City Gov. Vladimir Yakovlev has offered to draft a bill
ensuring governors' immunity from prosecution for alleged
crimes committed in office when a governor's term of
service ends.
"If a high ranking official defends the legality and
interests of his region, it is inevitable that he will have
enemies who would like to settle old scores - with great
pleasure - after a governor leaves office," Vladimir
Yakovlev said in an Interfax interview Friday.
"If governors were sure that they won't be left on the
street and unemployed, there wouldn't be such negativity
surrounding the issue."
Yakovlev's remarks followed the Federation Council's
Wednesday approval of a law that diminishes former
president Boris Yeltsin's immunity from criminal prosecution for
misdeeds
committed in office. The law was a very watered down version of
the
virtually
untouchable status given Yeltsin and members of his family by
Vladimir
Putin.
Alexander Afanasiyev, the governor's spokesman, was quick to
point out
in a
telephone interview Monday that Yakovlev did not mean any one
governor
in
particular when making his statements, but that the subject "just
came
up while he
was having a cup of tea with journalists from Interfax."
Afanasiyev added that "the governor has no enemies."

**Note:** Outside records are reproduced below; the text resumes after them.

//! Operator-facing HTTP control surface.
//!
//! Thin axum layer over the station operations: every endpoint resolves the
//! running station from [`AppState`], invokes one operation and maps the
//! typed errors onto HTTP statuses with a `{"detail": …}` body.

mod dto;
mod handlers;
mod router;

use std::sync::Arc;

use parking_lot::RwLock;

use crate::config::Settings;
use crate::station::ChargingStation;
use crate::support::shutdown::ShutdownSignal;

pub use dto::ApiError;
pub use router::create_router;

struct AppStateInner {
    settings: Settings,
    station: RwLock<Option<Arc<ChargingStation>>>,
    shutdown: ShutdownSignal,
}

/// Shared state of the control surface.
#[derive(Clone)]
pub struct AppState(Arc<AppStateInner>);

impl AppState {
    pub fn new(settings: Settings, shutdown: ShutdownSignal) -> Self {
        Self(Arc::new(AppStateInner {
            settings,
            station: RwLock::new(None),
            shutdown,
        }))
    }

    /// Attach the booted station instance the endpoints operate on.
    pub fn install(&self, station: Arc<ChargingStation>) {
        *self.0.station.write() = Some(station);
    }

    pub fn station(&self) -> Option<Arc<ChargingStation>> {
        self.0.station.read().clone()
    }

    pub fn settings(&self) -> &Settings {
        &self.0.settings
    }

    pub fn shutdown(&self) -> &ShutdownSignal {
        &self.0.shutdown
    }

    fn require_station(&self) -> Result<Arc<ChargingStation>, ApiError> {
        self.station()
            .ok_or_else(|| ApiError::conflict("No charging station is running"))
    }
}
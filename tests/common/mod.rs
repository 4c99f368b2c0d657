//! In-process mock CSMS for integration tests.
//!
//! Listens on a loopback port, accepts one station connection at a time,
//! answers charge-point calls with scripted replies and records everything
//! it sees so tests can assert on the wire dialogue.

#![allow(dead_code)]

use std::net::SocketAddr;
use std::sync::Arc;
use std::time::Duration;

use futures_util::{SinkExt, StreamExt};
use parking_lot::Mutex;
use serde_json::{json, Value};
use tokio::net::{TcpListener, TcpStream};
use tokio::sync::mpsc;
use tokio::time::sleep;
use tokio_tungstenite::accept_hdr_async;
use tokio_tungstenite::tungstenite::handshake::server::{Request, Response};
use tokio_tungstenite::tungstenite::Message;
use uuid::Uuid;

use fake_charging_station::ocpp::OcppFrame;

const WAIT_TIMEOUT: Duration = Duration::from_secs(15);
const POLL_INTERVAL: Duration = Duration::from_millis(20);

/// How the mock answers an Authorize call.
#[derive(Debug, Clone, Copy, PartialEq, Eq)]
pub enum AuthorizeBehavior {
    Accept,
    Invalid,
    /// Close the connection instead of answering, so the station sees an
    /// absent reply.
    Drop,
}

#[derive(Debug, Clone)]
pub struct Behavior {
    pub boot_status: &'static str,
    pub heartbeat_interval: u32,
    pub authorize: AuthorizeBehavior,
    pub first_transaction_id: i32,
    /// ChangeConfiguration calls pushed right after the boot reply.
    pub configure_after_boot: Vec<(&'static str, &'static str)>,
}

impl Default for Behavior {
    fn default() -> Self {
        Self {
            boot_status: "Accepted",
            heartbeat_interval: 300,
            authorize: AuthorizeBehavior::Accept,
            first_transaction_id: 7,
            configure_after_boot: Vec::new(),
        }
    }
}

/// A reply the station sent for one of our calls.
#[derive(Debug, Clone)]
pub enum StationReply {
    Result(Value),
    Error { code: String },
}

struct Shared {
    behavior: Behavior,
    calls: Mutex<Vec<(String, Value)>>,
    replies: Mutex<Vec<StationReply>>,
    next_transaction_id: Mutex<i32>,
    conn: Mutex<Option<mpsc::UnboundedSender<Message>>>,
    closed: Mutex<bool>,
}

pub struct MockCsms {
    addr: SocketAddr,
    shared: Arc<Shared>,
}

impl MockCsms {
    pub async fn spawn(behavior: Behavior) -> Self {
        let listener = TcpListener::bind("127.0.0.1:0").await.unwrap();
        let addr = listener.local_addr().unwrap();
        let shared = Arc::new(Shared {
            next_transaction_id: Mutex::new(behavior.first_transaction_id),
            behavior,
            calls: Mutex::new(Vec::new()),
            replies: Mutex::new(Vec::new()),
            conn: Mutex::new(None),
            closed: Mutex::new(false),
        });

        let accept_shared = shared.clone();
        tokio::spawn(async move {
            while let Ok((stream, _)) = listener.accept().await {
                tokio::spawn(serve_connection(stream, accept_shared.clone()));
            }
        });

        Self { addr, shared }
    }

    pub fn ws_url(&self) -> String {
        format!("ws://{}", self.addr)
    }

    /// Payloads of every recorded call with the given action, in order.
    pub fn calls(&self, action: &str) -> Vec<Value> {
        self.shared
            .calls
            .lock()
            .iter()
            .filter(|(a, _)| a == action)
            .map(|(_, p)| p.clone())
            .collect()
    }

    /// The `status` field of every StatusNotification, in order.
    pub fn status_sequence(&self) -> Vec<String> {
        self.calls("StatusNotification")
            .iter()
            .map(|p| p["status"].as_str().unwrap_or_default().to_string())
            .collect()
    }

    pub fn replies(&self) -> Vec<StationReply> {
        self.shared.replies.lock().clone()
    }

    pub fn is_closed(&self) -> bool {
        *self.shared.closed.lock()
    }

    /// Send a CSMS-initiated call to the connected station.
    pub fn send_call(&self, action: &str, payload: Value) {
        let frame = OcppFrame::call(Uuid::new_v4().to_string(), action, payload);
        let conn = self.shared.conn.lock();
        conn.as_ref()
            .expect("no station connected")
            .send(Message::Text(frame.serialize()))
            .expect("station connection gone");
    }

    pub async fn wait_for_calls(&self, action: &str, count: usize) {
        let seen = wait_until(|| self.calls(action).len() >= count).await;
        if !seen {
            panic!(
                "timed out waiting for {count} {action} call(s), saw {:?}",
                self.shared.calls.lock()
            );
        }
    }

    pub async fn wait_for_replies(&self, count: usize) {
        let seen = wait_until(|| self.shared.replies.lock().len() >= count).await;
        if !seen {
            panic!("timed out waiting for {count} station replies");
        }
    }

    pub async fn wait_closed(&self) {
        let seen = wait_until(|| self.is_closed()).await;
        if !seen {
            panic!("timed out waiting for the station to close the socket");
        }
    }
}

async fn wait_until(mut condition: impl FnMut() -> bool) -> bool {
    let deadline = tokio::time::Instant::now() + WAIT_TIMEOUT;
    while tokio::time::Instant::now() < deadline {
        if condition() {
            return true;
        }
        sleep(POLL_INTERVAL).await;
    }
    condition()
}

async fn serve_connection(stream: TcpStream, shared: Arc<Shared>) {
    let callback = |req: &Request, mut response: Response| {
        if let Some(protocol) = req.headers().get("Sec-WebSocket-Protocol") {
            response
                .headers_mut()
                .insert("Sec-WebSocket-Protocol", protocol.clone());
        }
        Ok(response)
    };
    let ws = match accept_hdr_async(stream, callback).await {
        Ok(ws) => ws,
        Err(_) => return,
    };
    let (mut sink, mut reader) = ws.split();

    let (tx, mut rx) = mpsc::unbounded_channel::<Message>();
    *shared.conn.lock() = Some(tx.clone());
    *shared.closed.lock() = false;

    let writer = tokio::spawn(async move {
        while let Some(message) = rx.recv().await {
            let closing = matches!(message, Message::Close(_));
            if sink.send(message).await.is_err() {
                break;
            }
            if closing {
                break;
            }
        }
        let _ = sink.close().await;
    });

    while let Some(message) = reader.next().await {
        match message {
            Ok(Message::Text(text)) => handle_frame(&text, &shared, &tx),
            Ok(Message::Close(_)) | Err(_) => break,
            Ok(_) => {}
        }
    }

    *shared.closed.lock() = true;
    writer.abort();
}

fn handle_frame(text: &str, shared: &Arc<Shared>, tx: &mpsc::UnboundedSender<Message>) {
    let frame = match OcppFrame::parse(text) {
        Ok(frame) => frame,
        Err(_) => return,
    };

    match frame {
        OcppFrame::Call {
            unique_id,
            action,
            payload,
        } => {
            // Record before replying, so a test that saw the reply is
            // guaranteed to also see the call.
            shared.calls.lock().push((action.clone(), payload));

            match scripted_reply(&action, shared) {
                Some(reply) => {
                    let result = OcppFrame::call_result(&unique_id, reply);
                    let _ = tx.send(Message::Text(result.serialize()));
                }
                // Scripted silence: hang up instead of answering.
                None => {
                    let _ = tx.send(Message::Close(None));
                }
            }

            if action == "BootNotification" {
                for (key, value) in &shared.behavior.configure_after_boot {
                    let call = OcppFrame::call(
                        Uuid::new_v4().to_string(),
                        "ChangeConfiguration",
                        json!({"key": key, "value": value}),
                    );
                    let _ = tx.send(Message::Text(call.serialize()));
                }
            }
        }
        OcppFrame::CallResult { payload, .. } => {
            shared.replies.lock().push(StationReply::Result(payload));
        }
        OcppFrame::CallError { error_code, .. } => {
            shared
                .replies
                .lock()
                .push(StationReply::Error { code: error_code });
        }
    }
}

fn scripted_reply(action: &str, shared: &Arc<Shared>) -> Option<Value> {
    let behavior = &shared.behavior;
    let reply = match action {
        "BootNotification" => json!({
            "status": behavior.boot_status,
            "currentTime": "2024-01-01T00:00:00Z",
            "interval": behavior.heartbeat_interval,
        }),
        "Heartbeat" => json!({"currentTime": "2024-01-01T00:00:00Z"}),
        "Authorize" => match behavior.authorize {
            AuthorizeBehavior::Accept => json!({"idTagInfo": {"status": "Accepted"}}),
            AuthorizeBehavior::Invalid => json!({"idTagInfo": {"status": "Invalid"}}),
            AuthorizeBehavior::Drop => return None,
        },
        "StartTransaction" => {
            let mut next = shared.next_transaction_id.lock();
            let transaction_id = *next;
            *next += 1;
            json!({
                "transactionId": transaction_id,
                "idTagInfo": {"status": "Accepted"},
            })
        }
        "StopTransaction" => json!({"idTagInfo": {"status": "Accepted"}}),
        _ => json!({}),
    };
    Some(reply)
}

Yakovlev himself has not fallen under the magnifying glass of
police or
prosecutors
during his tenure in office, though his wife and many of his
high-ranking City Hall
officials have been under investigation.
Last April, a month before the 2000 gubernatorial elections,
representatives of the
Economic Crime Department of the Federal Interior Ministry searched
the
offices of
a charity fund, which is run on the patronage of Irina Yakovleva,
Gov.
Yakovlev's
wife.
Officials said they suspected that city budget money may have
been
embezzled
through the office's accounts, and police insisted that the searches
were not
politically motivated. The searches turned up nothing and no wrongdoing
was
discovered.
Alexander Shishlov, Yabloko State Duma lawmaker, said that Yakovlev's
preoccupation with the immunity question could jinx him in the
end.
"As the practice shows, the presence of immunity indicates
that
'negativity' tends to
appear around some governors," Shishlov said in a telephone
interview
Monday.
Leonid Kesselman, a political analyst for the Sociological Department
of the
Russian Academy of Sciences, said that Yakovlev had made a mistake
in
raising
the question of governors' immunity.
"If I was a governor, I wouldn't do that. If a person knows
that he
hasn't
committed any sins, why should he be worried about it?" Kesselman
said
in a
telephone interview Monday.
"And again, besides immunity, there is a Swiss Prosecutor's
Office, who
can find
just about anyone they need," Kesselman joked.